Coaches conduct football safety clinic in Madawaska

MADAWASKA, Maine — Three guest Canadian football coaches put on a safety clinic for the combined Junior and Varsity Valley Mustangs football teams on Saturday, July 27, at the multi-purpose center in Madawaska.

“It was our first day in helmets and pads,” said Jesse Pettengill, head coach of the varsity program, “and we wanted our community to know how seriously we take player safety.  Our players should learn safety from the very best.”

In the off season, directed by their organization president Don Thibeault, the Mustangs made a huge commitment to player safety by spending $8,000 on state-of-the-art new helmets for players. 

Players and coaches took part in a football safety clinic held recently in Madawaska. First row, from left: Coach Mike Guay, Jainie Guillemette, Jiovanni Guillemette, T.J. Rhodes, Tanner Marquis, Hudson Labbe, Evan Michaud, Coach Jesse Pettengill; second row, from left: Coach Matthieu Lapierre, Coach Thomas Brante, Coach Martin Labarre, Frank Nadeau, Dylan Michaud, Lucas Theriault, Justin Post, Zack Pelletier, Henri St. Onge, Xander Gervais, Landen Michaud. (Image courtesy of Jesse Pettengill)

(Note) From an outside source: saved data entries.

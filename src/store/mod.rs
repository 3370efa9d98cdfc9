//! Persistence of monthly work records.
//!
//! The [`WorkRecordRepository`] trait is the storage port. The server wires
//! in [`InMemoryWorkRecordRepository`]; other backends implement the same
//! trait. [`save_monthly_record`] is the save path used by the API: aggregate
//! the month, then upsert under the (job, year, month) key.

mod in_memory;
mod repository;

pub use in_memory::InMemoryWorkRecordRepository;
pub use repository::{WorkRecordRepository, save_manual_record, save_monthly_record};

“This clinic is the natural follow-up to that investment,” said coach Pettengill. 

Coach Mike Guay of the Varsity Mustangs, former athletic director at Cegep de Trois-Rivieres in Quebec, and current student life coordinator at the CCNB in Edmundston, was instrumental in acquiring the talent to staff the clinic, including: Coach Martin Labarre, who has a degree in sports management, is a former collegiate football player, and current head coach of a high school program in Ancienne Lorette near Quebec city; Coach Thomas Brante who also has a degree is sports management, played and coached in his native France, and is currently a personal trainer in Quebec City; and Coach Mathieu Lapierre who has more than 20 years of coaching experience, including stints with the Canadian Football League’s Montreal Alouettes, and the U18-U19 Canadian National team for international competition.

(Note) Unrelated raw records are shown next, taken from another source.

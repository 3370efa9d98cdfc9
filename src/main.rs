//! Shift pay HTTP server.
//!
//! # Environment Variables
//!
//! - `HOST`: Server host (default: 0.0.0.0)
//! - `PORT`: Server port (default: 8080)
//! - `PAY_RULES_PATH`: Pay rules YAML file (default: built-in rule table)
//! - `RUST_LOG`: Log filter (default: info)

use tracing::info;
use tracing_subscriber::{EnvFilter, fmt};

use shift_pay_engine::api::{AppState, create_router};
use shift_pay_engine::config::{ConfigLoader, ServerConfig};

#[tokio::main]
async fn main() -> anyhow::Result<()> {
    let filter = EnvFilter::try_from_default_env().unwrap_or_else(|_| EnvFilter::new("info"));
    fmt().with_env_filter(filter).with_target(true).init();

    info!("Starting shift pay server");

    let server_config = ServerConfig::from_env()?;
    let config = ConfigLoader::load_or_default(server_config.pay_rules_path.as_ref())?;
    info!(rules_version = %config.rules().version, "Pay rules ready");

    let app = create_router(AppState::new(config));

    let addr = server_config.socket_addr()?;
    info!("Server listening on http://{}", addr);

    let listener = tokio::net::TcpListener::bind(addr).await?;
    axum::serve(listener, app).await?;

    Ok(())
}
//! Calculation logic for the shift pay engine.
//!
//! This module contains the pure computations: clock-time arithmetic, rule
//! selection by day of week and shift type, per-shift hour classification,
//! monthly aggregation with the transport stipend, yearly rollups over stored
//! records, the attendance streak and the yearly income report.

mod income_report;
mod monthly_aggregator;
mod rule_selection;
mod shift_classifier;
mod streak;
mod time_arithmetic;
mod yearly_rollup;

pub use income_report::{FreelanceSummary, IncomeReport, income_report, summarize_freelance};
pub use monthly_aggregator::{aggregate_month, aggregate_month_for_jobs};
pub use rule_selection::{PayRule, select_rule};
pub use shift_classifier::{ShiftClassification, classify, classify_shift};
pub use streak::compute_streak;
pub use time_arithmetic::{elapsed_hours, parse_clock_time};
pub use yearly_rollup::{MonthCell, YearGrid, YearlyTotals, build_year_grid, rollup_year};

“As a coach we must find a way to teach our players to be in safe positions on the football field,” said Coach Guay. “Sometimes getting tips and reviews of technique from other coaches can increase a player’s progression. The practice was helpful in creating safe on-the-field habits for our players and to educate our current coaches on the latest ways of teaching football safety.  We are thankful to the guest coaches for their knowledge and time.”
The Mustangs are hopeful that the guest coach safety clinic can become an annual event for their players and staff.

The Mustangs are a not-for-profit organization with the goal of spreading a love of the sport of football, and to teach its skills to the population of the St. John Valley.  

“We believe football is an inclusive sport that teaches qualities to become a good citizen, such as commitment to a group, setting reachable goals, learning through adversity, and good decision making,” said Coach Guay. “We believe football strengthens our communities.”

The Mustangs encourage any Valley youth, on either side of the border, with an interest in football to reach out to them on their website:, or to contact the Mustang coaches directly at (French) or (English)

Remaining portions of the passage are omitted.